Поэтому Гренс молча побрел по улице. Прошел по Свеавэген, Оденгатан, мимо церкви Густава Васы, свернул на Далагатан. Один и тот же путь, двадцать пять минут в любое время года, тонкие седые волосы, лицо в морщинах, заметная хромота, когда левая нога отказывалась слушаться, — комиссар уголовной полиции Эверт Гренс был из тех, перед кем расступались прохожие, из тех, кому не надо было говорить, чтобы их услышали.
Он напевал на ходу.
Миновав пьяных на скамейках в Васапарке и унылый вход в больницу Саббатсберг, Гренс обычно прибавлял шагу, это было необходимо его легким для нормальной работы, по этой же причине он начинал петь и пел до самого здания полиции на Бергсгатан — пел, разгоняя кровь по неуклюжему телу, пел громко и фальшиво, не обращая внимания на тех, кто останавливался и глазел на него. Он всегда напевал что-то из песен Сив Мальмквист, песен давно прошедшей поры.
Прости меня, Магнус, милый, письму моему не верь:
Я сдуру вчера написала, а ты прочитаешь теперь.
То самое утро. «Не читай мое письмо», оркестр Гарри Арнолъдса, 1961. Он пел и вспоминал дни, когда он не был одинок, вспоминал жизнь, такую долгую, что не охватить взглядом.
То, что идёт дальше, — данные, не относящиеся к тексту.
//! Lenient parsing of service timestamps.
//!
//! The service writes wall-clock times without an offset (`2024-01-01 10:00`
//! for scheduled times, `2024-01-01 10:00:05` for execution times) and the
//! form submits `2024-01-01T10:00`. All of these are read as local time.

use chrono::{DateTime, Local, NaiveDate, NaiveDateTime};

const DATE_TIME_FORMATS: [&str; 6] = [
    "%Y-%m-%dT%H:%M:%S%.f",
    "%Y-%m-%dT%H:%M:%S",
    "%Y-%m-%dT%H:%M",
    "%Y-%m-%d %H:%M:%S%.f",
    "%Y-%m-%d %H:%M:%S",
    "%Y-%m-%d %H:%M",
];

/// Parses a service timestamp into local wall-clock time.
///
/// RFC 3339 values carrying an offset are converted to local time. Empty or
/// unparsable input yields `None`; this never fails.
#[must_use]
pub fn parse_timestamp(raw: &str) -> Option<NaiveDateTime> {
    let trimmed = raw.trim();
    if trimmed.is_empty() {
        return None;
    }

    if let Ok(with_offset) = DateTime::parse_from_rfc3339(trimmed) {
        return Some(with_offset.with_timezone(&Local).naive_local());
    }

    DATE_TIME_FORMATS
        .iter()
        .find_map(|format| NaiveDateTime::parse_from_str(trimmed, format).ok())
        .or_else(|| {
            NaiveDate::parse_from_str(trimmed, "%Y-%m-%d")
                .ok()
                .and_then(|date| date.and_hms_opt(0, 0, 0))
        })
}
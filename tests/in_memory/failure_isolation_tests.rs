//! Failures degrade to the previous or empty state plus a notice, and never
//! leak between the task and metrics views.

use rstest::{fixture, rstest};
use taskboard::client::ServiceError;
use taskboard::task::{
    adapters::memory::ServiceOperation,
    domain::{NewTaskForm, TaskId, TaskRecord},
    ports::MutationKind,
    services::MutationError,
};
use taskboard::view::RefreshOutcome;

use crate::test_helpers::TestBoard;

#[fixture]
fn seeded_board() -> TestBoard {
    let board = TestBoard::new();
    board
        .seed(vec![
            TaskRecord::new(1_u64, "Plan", "2024-01-01 10:00"),
            TaskRecord::new(2_u64, "Write", "2024-01-01 11:00"),
        ])
        .expect("seed board");
    board
}

fn unavailable() -> ServiceError {
    ServiceError::Status {
        status: 503,
        message: "Service Unavailable".to_owned(),
    }
}

#[rstest]
#[tokio::test(flavor = "multi_thread")]
async fn failed_delete_restores_the_task_with_one_notice(
    seeded_board: TestBoard,
) -> eyre::Result<()> {
    seeded_board
        .controls
        .fail(ServiceOperation::DeleteTask, unavailable());

    let result = seeded_board.orchestrator.delete(&TaskId::from(1_u64)).await;

    eyre::ensure!(matches!(result, Err(MutationError::Service(_))));
    eyre::ensure!(seeded_board.ids() == vec!["1".to_owned(), "2".to_owned()]);
    let notices = seeded_board.notices.notices();
    eyre::ensure!(notices.len() == 1, "expected one notice, got {notices:?}");
    eyre::ensure!(notices.iter().all(|notice| notice.kind == MutationKind::Delete));
    eyre::ensure!(seeded_board.refetches().is_empty());
    Ok(())
}

#[rstest]
#[tokio::test(flavor = "multi_thread")]
async fn metrics_failure_does_not_touch_the_task_list(
    seeded_board: TestBoard,
) -> eyre::Result<()> {
    seeded_board.metrics_view.fetch_metrics().await;
    seeded_board
        .controls
        .fail(ServiceOperation::FetchMetrics, unavailable());

    let created = seeded_board
        .orchestrator
        .add(&NewTaskForm::new("Read", "2024-01-01T12:00", "60"))
        .await?;

    eyre::ensure!(seeded_board.store.contains(&created.id));
    eyre::ensure!(seeded_board.store.len() == 3);
    eyre::ensure!(
        seeded_board.metrics_view.snapshot().len() == 3,
        "previous metrics stay on display"
    );
    eyre::ensure!(seeded_board.notices.is_empty(), "refresh failures are only logged");
    Ok(())
}

#[rstest]
#[tokio::test(flavor = "multi_thread")]
async fn task_refetch_failure_keeps_the_optimistic_record(
    seeded_board: TestBoard,
) -> eyre::Result<()> {
    seeded_board
        .controls
        .fail(ServiceOperation::ListTasks, unavailable());

    let created = seeded_board
        .orchestrator
        .add(&NewTaskForm::new("Read", "2024-01-01T12:00", "60"))
        .await?;

    eyre::ensure!(seeded_board.ids().first() == Some(&created.id.to_string()));
    eyre::ensure!(seeded_board.count(ServiceOperation::FetchMetrics) == 1);
    Ok(())
}

#[rstest]
#[tokio::test(flavor = "multi_thread")]
async fn initial_load_survives_a_failing_task_list(seeded_board: TestBoard) -> eyre::Result<()> {
    seeded_board
        .controls
        .fail(ServiceOperation::ListTasks, unavailable());

    seeded_board.orchestrator.initial_load().await;

    eyre::ensure!(seeded_board.store.len() == 2, "previous list stays on display");
    eyre::ensure!(seeded_board.metrics_view.snapshot().len() == 3);
    Ok(())
}

#[rstest]
#[tokio::test(flavor = "multi_thread")]
async fn service_rejection_of_add_changes_nothing(seeded_board: TestBoard) -> eyre::Result<()> {
    let result = seeded_board
        .orchestrator
        .add(&NewTaskForm::new("Read", "someday", "60"))
        .await;

    eyre::ensure!(matches!(
        result,
        Err(MutationError::Service(ServiceError::Status { status: 400, .. }))
    ));
    eyre::ensure!(seeded_board.store.len() == 2);
    eyre::ensure!(seeded_board.notices.len() == 1);
    eyre::ensure!(seeded_board.refetches().is_empty());
    Ok(())
}

#[rstest]
#[tokio::test(flavor = "multi_thread")]
async fn detached_views_ignore_late_responses(seeded_board: TestBoard) -> eyre::Result<()> {
    seeded_board.controls.hold(ServiceOperation::ListTasks);
    seeded_board.controls.hold(ServiceOperation::FetchMetrics);
    let revision = seeded_board.store.revision();

    let ((task_outcome, metrics_outcome), ()) = tokio::join!(
        async {
            tokio::join!(
                seeded_board.task_view.refresh_tasks(),
                seeded_board.metrics_view.fetch_metrics()
            )
        },
        async {
            seeded_board.store.replace_all(Vec::new());
            seeded_board.store.detach();
            seeded_board.metrics_view.detach();
            seeded_board.controls.release(ServiceOperation::ListTasks);
            seeded_board.controls.release(ServiceOperation::FetchMetrics);
        }
    );

    eyre::ensure!(matches!(task_outcome, RefreshOutcome::Discarded));
    eyre::ensure!(matches!(metrics_outcome, RefreshOutcome::Discarded));
    eyre::ensure!(seeded_board.store.is_empty());
    eyre::ensure!(seeded_board.store.revision() == revision + 1);
    eyre::ensure!(seeded_board.metrics_view.snapshot().is_empty());
    Ok(())
}
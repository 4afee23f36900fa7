//! Per-algorithm metrics results and their render helpers.

use serde::{Deserialize, Deserializer, Serialize};

use super::Algorithm;
use crate::task::domain::TaskId;

/// Waiting and turnaround time of one task under one algorithm.
#[derive(Debug, Clone, PartialEq, Serialize, Deserialize)]
pub struct TaskMetric {
    /// Task the figures belong to.
    pub task_id: TaskId,
    /// Seconds between arrival and start.
    #[serde(default, deserialize_with = "number_or_zero")]
    pub waiting_time: f64,
    /// Seconds between arrival and completion.
    #[serde(default, deserialize_with = "number_or_zero")]
    pub turnaround_time: f64,
}

/// Metrics computed by the service for one scheduling algorithm.
///
/// Absent or `null` aggregates decode as zero and an absent or `null` task
/// list as empty.
#[derive(Debug, Clone, PartialEq, Serialize, Deserialize)]
pub struct AlgorithmResult {
    /// Algorithm the result was computed for.
    pub algo: Algorithm,
    /// Per-task figures in the service's order.
    #[serde(default, deserialize_with = "list_or_empty")]
    pub metrics: Vec<TaskMetric>,
    /// Mean waiting time in seconds.
    #[serde(default, deserialize_with = "number_or_zero")]
    pub avg_waiting: f64,
    /// Mean turnaround time in seconds.
    #[serde(default, deserialize_with = "number_or_zero")]
    pub avg_tat: f64,
    /// Completed tasks per second of simulated wall time.
    #[serde(default, deserialize_with = "number_or_zero")]
    pub throughput: f64,
}

impl AlgorithmResult {
    /// Creates a result with no tasks and zero aggregates.
    #[must_use]
    pub const fn empty(algo: Algorithm) -> Self {
        Self {
            algo,
            metrics: Vec::new(),
            avg_waiting: 0.0,
            avg_tat: 0.0,
            throughput: 0.0,
        }
    }

    /// Sets the aggregates.
    #[must_use]
    pub const fn with_aggregates(mut self, avg_waiting: f64, avg_tat: f64, throughput: f64) -> Self {
        self.avg_waiting = avg_waiting;
        self.avg_tat = avg_tat;
        self.throughput = throughput;
        self
    }

    /// Appends one task's figures.
    #[must_use]
    pub fn with_metric(
        mut self,
        task_id: impl Into<TaskId>,
        waiting_time: f64,
        turnaround_time: f64,
    ) -> Self {
        self.metrics.push(TaskMetric {
            task_id: task_id.into(),
            waiting_time,
            turnaround_time,
        });
        self
    }

    /// Returns the aggregate line shown under the charts.
    #[must_use]
    pub fn summary(&self) -> AlgorithmSummary {
        AlgorithmSummary {
            algo: self.algo.clone(),
            avg_waiting: self.avg_waiting,
            avg_tat: self.avg_tat,
            throughput: self.throughput,
        }
    }

    /// Returns the chart series for this result.
    #[must_use]
    pub fn chart(&self) -> ChartSeries {
        ChartSeries {
            labels: self
                .metrics
                .iter()
                .map(|metric| format!("Task {}", metric.task_id))
                .collect(),
            waiting: self
                .metrics
                .iter()
                .map(|metric| metric.waiting_time.round())
                .collect(),
            turnaround: self
                .metrics
                .iter()
                .map(|metric| metric.turnaround_time.round())
                .collect(),
        }
    }
}

/// Aggregates of one algorithm.
#[derive(Debug, Clone, PartialEq)]
pub struct AlgorithmSummary {
    /// Algorithm the aggregates belong to.
    pub algo: Algorithm,
    /// Mean waiting time in seconds.
    pub avg_waiting: f64,
    /// Mean turnaround time in seconds.
    pub avg_tat: f64,
    /// Completed tasks per second.
    pub throughput: f64,
}

/// Line chart data for one algorithm: one label and two points per task.
///
/// Values are rounded to whole seconds.
#[derive(Debug, Clone, Default, PartialEq)]
pub struct ChartSeries {
    /// `Task {id}` for each task, in the service's order.
    pub labels: Vec<String>,
    /// Rounded waiting times.
    pub waiting: Vec<f64>,
    /// Rounded turnaround times.
    pub turnaround: Vec<f64>,
}

impl ChartSeries {
    /// Returns `true` when the series has no points.
    #[must_use]
    pub fn is_empty(&self) -> bool {
        self.labels.is_empty()
    }
}

fn number_or_zero<'de, D>(deserializer: D) -> Result<f64, D::Error>
where
    D: Deserializer<'de>,
{
    Ok(Option::<f64>::deserialize(deserializer)?.unwrap_or_default())
}

fn list_or_empty<'de, D>(deserializer: D) -> Result<Vec<TaskMetric>, D::Error>
where
    D: Deserializer<'de>,
{
    Ok(Option::<Vec<TaskMetric>>::deserialize(deserializer)?.unwrap_or_default())
}
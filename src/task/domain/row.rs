//! Render-ready task rows.

use super::{DerivedStatus, TaskRecord};

/// A task record paired with its derived status.
#[derive(Debug, Clone, PartialEq, Eq)]
pub struct TaskRow {
    /// Underlying record.
    pub record: TaskRecord,
    /// Status derived at render time.
    pub status: DerivedStatus,
}

impl TaskRow {
    /// Returns `true` when the name should be struck through.
    #[must_use]
    pub const fn struck_through(&self) -> bool {
        self.status.done
    }

    /// Returns `true` when the row should be dimmed as overdue.
    #[must_use]
    pub const fn dimmed(&self) -> bool {
        self.status.overdue
    }

    /// Returns `true` when the "mark done" action is available.
    #[must_use]
    pub const fn can_mark_done(&self) -> bool {
        !self.status.done
    }
}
Тридцать четыре года прослужил он в полиции. У него было все. Тридцать четыре года. И вот теперь у него ничего нет.
Посредине моста Барнхюсбрун, переброшенного через железнодорожные пути и соединявшего Нормальм и Кунгсхольмен, он запел еще громче. Перекрикивая шум машин и сильный ветер, который вечно здесь его поджидал, Гренс пел для всего Стокгольма, отгоняя тревоги, докучные мысли, а может, и досаду:
Ты капельку толстоватый, но все же не со слона,
Ты милый, а вовсе не глупый, прости мне мои слова.
Гренс расстегнул пальто, стянул с шеи шарф, позволяя старой песне свободно струиться среди машин, кативших на второй передаче, и людей, втянувших головы в плечи и спешащих кто куда. Он уже подобрался к припеву, когда почувствовал в кармане пиджака нетерпеливую вибрацию. Раз. Два раза. Три.
— Да? — сказал он громко в мобильный телефон.
Пара секунд, потом этот отвратительный голос:
— Эверт?
— Да.
— Что ты делаешь?
Какое твое собачье дело, жополиз несчастный! Эверт Гренс презирал своего шефа. Как, впрочем, и всех других, с кем работал. И не скрывал этого. Пусть видят. И особенно сам этот интендант, сопляк и аккуратист.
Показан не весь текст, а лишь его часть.